What to produce:
Every line of the data that includes "deviates" should be copied out.

Task input:
use chrono::{DateTime, Utc};
use opentelemetry::KeyValue;
use tracing::{Span, debug, warn};

use super::{Engine, nanos};
use crate::balancer::Counts;
use crate::error::{Error, Result};
use crate::task::{Method, ObjectId, Task};
use crate::telemetry::metrics;
use crate::telemetry::task::record_state_transition;

impl Engine {
    /// Reclaim lapsed leases and check the fleet for unfair ownership.
    ///
    /// Broadcasts older than the retention window are removed first. Every
    /// task whose lease ran out is returned to the queue with its cycle
    /// count bumped. The balancer is then asked how far ownership
    /// still deviates from a fair split. Only lapsed leases are ever taken
    /// back, so a deviation that remains is reported as
    /// [`Error::TaskNotRevoked`] for the caller to log.
    pub fn expire(&self) -> Result<()> {
        self.locked("expire", |span| {
            let now = self.timer.now();
            let mut lis = self.list()?;
            self.retire(&mut lis, now, span)?;

            let mut current = Counts::new();
            current.insert(self.worker.clone(), 0);
            for t in &lis {
                if let Some(w) = t.worker() {
                    *current.entry(w.to_string()).or_default() += 1;
                }
            }

            for t in lis.iter_mut() {
                if let Some(w) = self.reclaim(t, now, span)?
                    && let Some(n) = current.get_mut(&w)
                {
                    *n = n.saturating_sub(1);
                }
            }

            let workers: Vec<String> = current.keys().cloned().collect();
            let owned: usize = current.values().sum();
            let Some(desired) = self.balancer.opt(&workers, owned) else {
                return Ok(());
            };
            let Some(mut deviation) = self.balancer.dev(&current, &desired) else {
                return Ok(());
            };

            for t in lis.iter_mut() {
                let Some(w) = t.worker().map(str::to_string) else { continue };
                let Some(n) = deviation.get_mut(&w).filter(|n| **n > 0) else {
                    continue;
                };
                if self.reclaim(t, now, span)?.is_some() {
                    *n -= 1;
                }
            }

            deviation.retain(|_, n| *n > 0);
            if deviation.is_empty() {
                return Ok(());
            }

            metrics::tasks_not_revoked().add(1, &self.queue_attr());
            warn!(?deviation, ?current, ?desired, "ownership deviates from fair share");
            Err(Error::TaskNotRevoked(
                deviation
                    .iter()
                    .map(|(w, n)| format!("{w}={n}"))
                    .collect::<Vec<_>>()
                    .join(","),
            ))
        })
    }

    /// Delete broadcasts created more than one retention window ago and drop
    /// them from `lis`. Templates are kept.
    fn retire(&self, lis: &mut Vec<Task>, now: DateTime<Utc>, span: &Span) -> Result<()> {
        let Some(cutoff) = now.checked_sub_signed(self.retention) else {
            return Ok(());
        };
        let cutoff = ObjectId(nanos(cutoff));

        let (old, keep): (Vec<Task>, Vec<Task>) = std::mem::take(lis).into_iter().partition(|t| {
            t.method() == Method::All && !t.is_template() && t.object().is_some_and(|o| o < cutoff)
        });
        *lis = keep;

        for object in old.iter().filter_map(Task::object) {
            self.remove(object)?;
            record_state_transition(span, object, "unowned", "retired");
            metrics::tasks_obsolete().add(
                1,
                &[
                    KeyValue::new("queue", self.queue.clone()),
                    KeyValue::new("reason", "retention"),
                ],
            );
            debug!(object = object.0, "broadcast retired");
        }
        Ok(())
    }

    /// Strip `task`'s lease if it ran out. Returns the former owner.
    fn reclaim(&self, task: &mut Task, now: DateTime<Utc>, span: &Span) -> Result<Option<String>> {
        if !task.is_owned() || !task.is_expired(now) {
            return Ok(None);
        }
        let Some(core) = task.core.as_mut() else {
            return Ok(None);
        };
        let owner = core.worker.clone();
        core.release();
        self.update(task)?;

        if let Some(object) = task.object() {
            record_state_transition(span, object, "owned", "unowned");
            debug!(object = object.0, owner = ?owner, "lease expired");
        }
        metrics::tasks_expired().add(1, &self.queue_attr());
        Ok(owner)
    }
}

Reply to the task:
    /// still deviates from a fair split. Only lapsed leases are ever taken
            warn!(?deviation, ?current, ?desired, "ownership deviates from fair share");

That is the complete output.